Démission surprise

Excédé par son impuissance face à la crise environnementale, Luc Ferrandez a démissionné hier. Le controversé maire du Plateau-Mont-Royal, connu dans tout le Québec pour ses prises de position, a annoncé la fin de sa vie politique. S’il a réitéré son appui à Projet Montréal et à la mairesse Valérie Plante, il a aussi fait part de dissensions à la Ville. Et lancé un véritable cri du cœur pour un « effort de guerre » pour la planète.

« Il faut commencer tout de suite »

Insatisfait des mesures environnementales de la Ville de Montréal, Luc Ferrandez a quitté la vie politique hier. Dans une longue publication sur Facebook, le maire de l’arrondissement du Plateau-Mont-Royal s’est dit « incapable d’influencer la mairesse Valérie Plante (ainsi que le président du comité exécutif et les membres du comité exécutif) sur la gravité de la situation et des mesures qui s’imposent ».

Joint par téléphone hier, M. Ferrandez a affirmé avoir démissionné en raison « des dissensions sur les stratégies, les méthodes à prendre » pour faire face à la crise environnementale. Pour lui, ces questions ne « sont pas juste des nuances ou des détails dans l’administration d’une ville ».

« Ce que je tente de faire, c’est de mobiliser Projet Montréal à être plus agressif face à la crise environnementale, c’est le message que je voulais envoyer avec ma démission », a-t-il ajouté.

Dans un manifeste de près de 2000 mots sur Facebook, il a mis de l’avant plusieurs jalons d’une révolution verte : taxer 100 % du stationnement, taxer les déchets, limiter les activités pétrolières du port, agrandir les parcs, planter des arbres.

« On ne pourra pas réaliser un tel programme en un seul mandat, ni tout faire sans les autres paliers de gouvernement. Mais il faut commencer tout de suite. Il faut afficher nos couleurs et mobiliser la population. Il faut surtout faire de l’environnement la trame de fond de toutes nos actions – pas un programme isolé des autres. Ce que je propose n’est rien de moins qu’un effort de guerre », a-t-il écrit.
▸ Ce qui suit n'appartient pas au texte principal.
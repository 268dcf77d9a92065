//! Data backend: ingests a profile's posts into the vector collection and
//! answers questions about them through the retrieval flow.
//!
//! `POST /process_data` and `POST /process_query` are the two endpoints the
//! chat front-end's actions call.

pub mod instagram;
pub mod search;
pub mod vector_store;

use std::net::SocketAddr;
use std::sync::Arc;

use anyhow::{Context, Result};
use axum::{
    extract::State,
    http::StatusCode,
    response::{IntoResponse, Response},
    routing::post,
    Json, Router,
};
use serde::Deserialize;
use serde_json::{json, Value};
use thiserror::Error;
use tower_http::trace::TraceLayer;
use tracing::{error, info};

use crate::constants;
use instagram::InstagramClient;
use search::{FlowConfig, FlowSearch};
use vector_store::VectorStore;

#[derive(Debug, Error)]
pub enum ServiceError {
    #[error("{0}")]
    InvalidInput(String),

    #[error("{0}")]
    Value(String),

    #[error("{0}")]
    Runtime(String),
}

impl ServiceError {
    pub fn status(&self) -> StatusCode {
        match self {
            ServiceError::InvalidInput(_) | ServiceError::Value(_) => StatusCode::BAD_REQUEST,
            ServiceError::Runtime(_) => StatusCode::INTERNAL_SERVER_ERROR,
        }
    }
}

impl IntoResponse for ServiceError {
    fn into_response(self) -> Response {
        error!("{}", self);
        (self.status(), Json(json!({"error": self.to_string()}))).into_response()
    }
}

#[derive(Debug, Clone)]
pub struct BackendConfig {
    pub instagram_base_url: String,
    pub astra_endpoint: Option<String>,
    pub astra_token: Option<String>,
    pub collection_name: Option<String>,
    pub keyspace: String,
    pub flow: FlowConfig,
}

impl BackendConfig {
    pub fn from_env() -> Self {
        Self {
            instagram_base_url: constants::INSTAGRAM_BASE_URL.clone(),
            astra_endpoint: constants::ASTRA_DB_API_ENDPOINT.clone(),
            astra_token: constants::ASTRA_DB_APPLICATION_TOKEN.clone(),
            collection_name: constants::ASTRA_DB_COLLECTION_NAME.clone(),
            keyspace: constants::ASTRA_DB_KEYSPACE.clone(),
            flow: FlowConfig {
                base_api_url: constants::BASE_API_URL.clone(),
                langflow_id: constants::LANGFLOW_ID.clone(),
                endpoint: constants::LANGFLOW_ENDPOINT.clone(),
                token: constants::ASTRA_DB_APPLICATION_TOKEN.clone(),
            },
        }
    }

    fn collection_name(&self) -> Result<&str, ServiceError> {
        self.collection_name
            .as_deref()
            .filter(|name| !name.is_empty())
            .ok_or_else(|| {
                ServiceError::Value(
                    "ASTRA_DB_COLLECTION_NAME environment variable is not set.".to_string(),
                )
            })
    }

    fn vector_store(&self) -> Result<VectorStore, ServiceError> {
        match (self.astra_endpoint.as_deref(), self.astra_token.as_deref()) {
            (Some(endpoint), Some(token)) if !endpoint.is_empty() && !token.is_empty() => {
                Ok(VectorStore::new(endpoint, token, self.keyspace.as_str()))
            }
            _ => Err(ServiceError::Value(
                "Missing environment variables: Both ASTRA_DB_API_ENDPOINT and ASTRA_DB_APPLICATION_TOKEN environment variables must be set."
                    .to_string(),
            )),
        }
    }
}

#[derive(Clone)]
pub struct BackendState {
    config: Arc<BackendConfig>,
    instagram: InstagramClient,
}

impl BackendState {
    pub fn new(config: BackendConfig) -> Self {
        let instagram = InstagramClient::new(config.instagram_base_url.as_str());
        Self {
            config: Arc::new(config),
            instagram,
        }
    }
}

#[derive(Debug, Deserialize)]
struct ProcessDataRequest {
    instagram_id: Option<String>,
}

#[derive(Debug, Deserialize)]
struct ProcessQueryRequest {
    query: Option<String>,
}

fn bad_request(message: &str) -> Response {
    (StatusCode::BAD_REQUEST, Json(json!({"error": message}))).into_response()
}

async fn process_data_handler(
    State(state): State<BackendState>,
    Json(request): Json<ProcessDataRequest>,
) -> Result<Response, ServiceError> {
    let Some(instagram_id) = request.instagram_id.filter(|id| !id.is_empty()) else {
        return Ok(bad_request("Instagram ID is required."));
    };

    let collection = state.config.collection_name()?;
    let store = state.config.vector_store()?;
    store.ensure_collection(collection).await?;

    let fetched = state.instagram.fetch_posts(&instagram_id).await?;
    let documents: Vec<Value> = fetched.posts.iter().map(|post| post.to_document()).collect();
    store
        .insert_documents(collection, &documents, constants::UPLOAD_CHUNK_SIZE)
        .await;

    Ok(Json(json!({
        "message": format!("Data processed successfully for Instagram ID {}.", instagram_id),
        "posts_fetched": fetched.posts.len(),
        "posts_total": fetched.total,
    }))
    .into_response())
}

async fn process_query_handler(
    State(state): State<BackendState>,
    Json(request): Json<ProcessQueryRequest>,
) -> Result<Response, ServiceError> {
    let Some(query) = request.query.filter(|q| !q.is_empty()) else {
        return Ok(bad_request("Query string is required."));
    };

    let search = FlowSearch::from_config(&state.config.flow)?;
    let response = search.run(&query).await?;
    let message = search::extract_message(&response)
        .ok_or_else(|| {
            ServiceError::Runtime(
                "The response format is invalid or does not contain the expected 'message' field."
                    .to_string(),
            )
        })?
        .to_string();

    Ok(Json(json!({"response": response, "message": message})).into_response())
}

pub fn build_router(state: BackendState) -> Router {
    Router::new()
        .route("/process_data", post(process_data_handler))
        .route("/process_query", post(process_query_handler))
        .with_state(state)
        .layer(TraceLayer::new_for_http())
}

pub async fn start_backend(port: u16, config: BackendConfig) -> Result<()> {
    let app = build_router(BackendState::new(config));

    let addr = SocketAddr::from(([0, 0, 0, 0], port));
    info!("Data backend listening on http://{}", addr);

    let listener = tokio::net::TcpListener::bind(addr)
        .await
        .context(format!("Failed to bind to address {}", addr))?;

    axum::serve(listener, app.into_make_service())
        .await
        .context("Data backend failed")?;

    Ok(())
}
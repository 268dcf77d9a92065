// Environment-backed settings and fixed strings shared by the web front-end,
// the terminal chat and the data backend.

use std::env;

lazy_static::lazy_static! {
    // Hosted completion provider
    pub static ref OPENAI_API_KEY: String = env::var("OPENAI_API_KEY").unwrap_or_default();
    pub static ref OPENAI_BASE_URL: String = env::var("OPENAI_BASE_URL").unwrap_or_else(|_| "https://api.openai.com/v1".to_string());
    pub static ref OPENAI_MODEL: String = env::var("OPENAI_MODEL").unwrap_or_else(|_| "gpt-4".to_string());

    // Web front-end assets
    pub static ref TEMPLATE_DIR: String = env::var("INSTAIQ_TEMPLATE_DIR").unwrap_or_else(|_| "templates".to_string());
    pub static ref STATIC_DIR: String = env::var("INSTAIQ_STATIC_DIR").unwrap_or_else(|_| "static".to_string());

    // Data backend services. Missing values are reported per request, not at startup.
    pub static ref INSTAGRAM_BASE_URL: String = env::var("INSTAGRAM_BASE_URL").unwrap_or_else(|_| "https://i.instagram.com".to_string());
    pub static ref ASTRA_DB_API_ENDPOINT: Option<String> = env::var("ASTRA_DB_API_ENDPOINT").ok();
    pub static ref ASTRA_DB_APPLICATION_TOKEN: Option<String> = env::var("ASTRA_DB_APPLICATION_TOKEN").ok();
    pub static ref ASTRA_DB_COLLECTION_NAME: Option<String> = env::var("ASTRA_DB_COLLECTION_NAME").ok();
    pub static ref ASTRA_DB_KEYSPACE: String = env::var("ASTRA_DB_KEYSPACE").unwrap_or_else(|_| "default_keyspace".to_string());
    pub static ref BASE_API_URL: Option<String> = env::var("BASE_API_URL").ok();
    pub static ref LANGFLOW_ID: Option<String> = env::var("LANGFLOW_ID").ok();
    pub static ref LANGFLOW_ENDPOINT: Option<String> = env::var("ENDPOINT").ok();
}

pub const DEFAULT_BACKEND_URL: &str = "http://127.0.0.1:5000";

pub const SYSTEM_PROMPT: &str = "You are a helpful AI assistant that specializes in analyzing social media content and providing insights.";

pub const NO_RESPONSE_RECEIVED: &str = "No response received";
pub const CONNECTED_SUFFIX: &str = "You can now ask specific questions about your content!";
pub const CONNECTED_FALLBACK: &str = "Your Instagram data is ready.";
pub const CONNECT_FAILED_REPLY: &str = "Sorry, there was an error processing your Instagram data.";
pub const CONNECT_FAILED_BANNER: &str = "Failed to process Instagram data. Please try again.";
pub const CHAT_FAILED_REPLY: &str = "Sorry, I encountered an error processing your request.";

// Documents are uploaded to the vector collection in chunks of this size.
pub const UPLOAD_CHUNK_SIZE: usize = 50;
M. Ferrandez n’a pas précisé comment il allait maintenant accomplir tous ses objectifs écologiques. « Je quitte la vie politique », a-t-il répondu, écartant l’idée de faire le saut au fédéral.

Polarisant

Depuis sa première élection à la Ville de Montréal en 2009, Luc Ferrandez s’est révélé être un personnage polarisant, habitué d’exprimer le fond de sa pensée – quitte à s’en excuser le lendemain.

Sa modification du Plateau-Mont-Royal pour réduire le passage de véhicules en adoptant des sens uniques et des voies rétrécies a créé un tollé chez des commerçants et des automobilistes. Mais à en croire le pourcentage toujours plus élevé de voix obtenues lors de ses deux réélections, une majorité de résidants de l’arrondissement appuyaient ses mesures controversées.

Luc Ferrandez a avisé, hier matin, le cabinet de la mairesse de sa décision de démissionner, alors que Valérie Plante partait pour Québec, où elle participait aux consultations pour le projet de loi 21.

« Il y a 10 ans, ce que Luc proposait comme vision était audacieux, voire impensable. Aujourd’hui, force est d’admettre que cette vision est devenue une référence dans l’appareil municipal. »

— Valérie Plante, dans un communiqué le remerciant « chaleureusement pour son dévouement »

« Accomplir autant en si peu de temps demande un courage politique énorme, une intégrité sans borne et des convictions inébranlables. Ce sont des valeurs qui nous inspirent et qui nous motivent à aller toujours plus loin », a ajouté Mme Plante.

Lors de l’annonce de sa démission, Luc Ferrandez a exprimé ne pas vouloir affaiblir le leadership de Valérie Plante ou de la formation. « Je veux que le parti Projet Montréal reste fort, uni et qu’il gagne la prochaine élection », a-t-il dit au téléphone. Devenir élu indépendant l’aurait mis dans un rôle où il aurait constamment dû critiquer la mairesse, ce qu’il ne voulait pas, a-t-il expliqué.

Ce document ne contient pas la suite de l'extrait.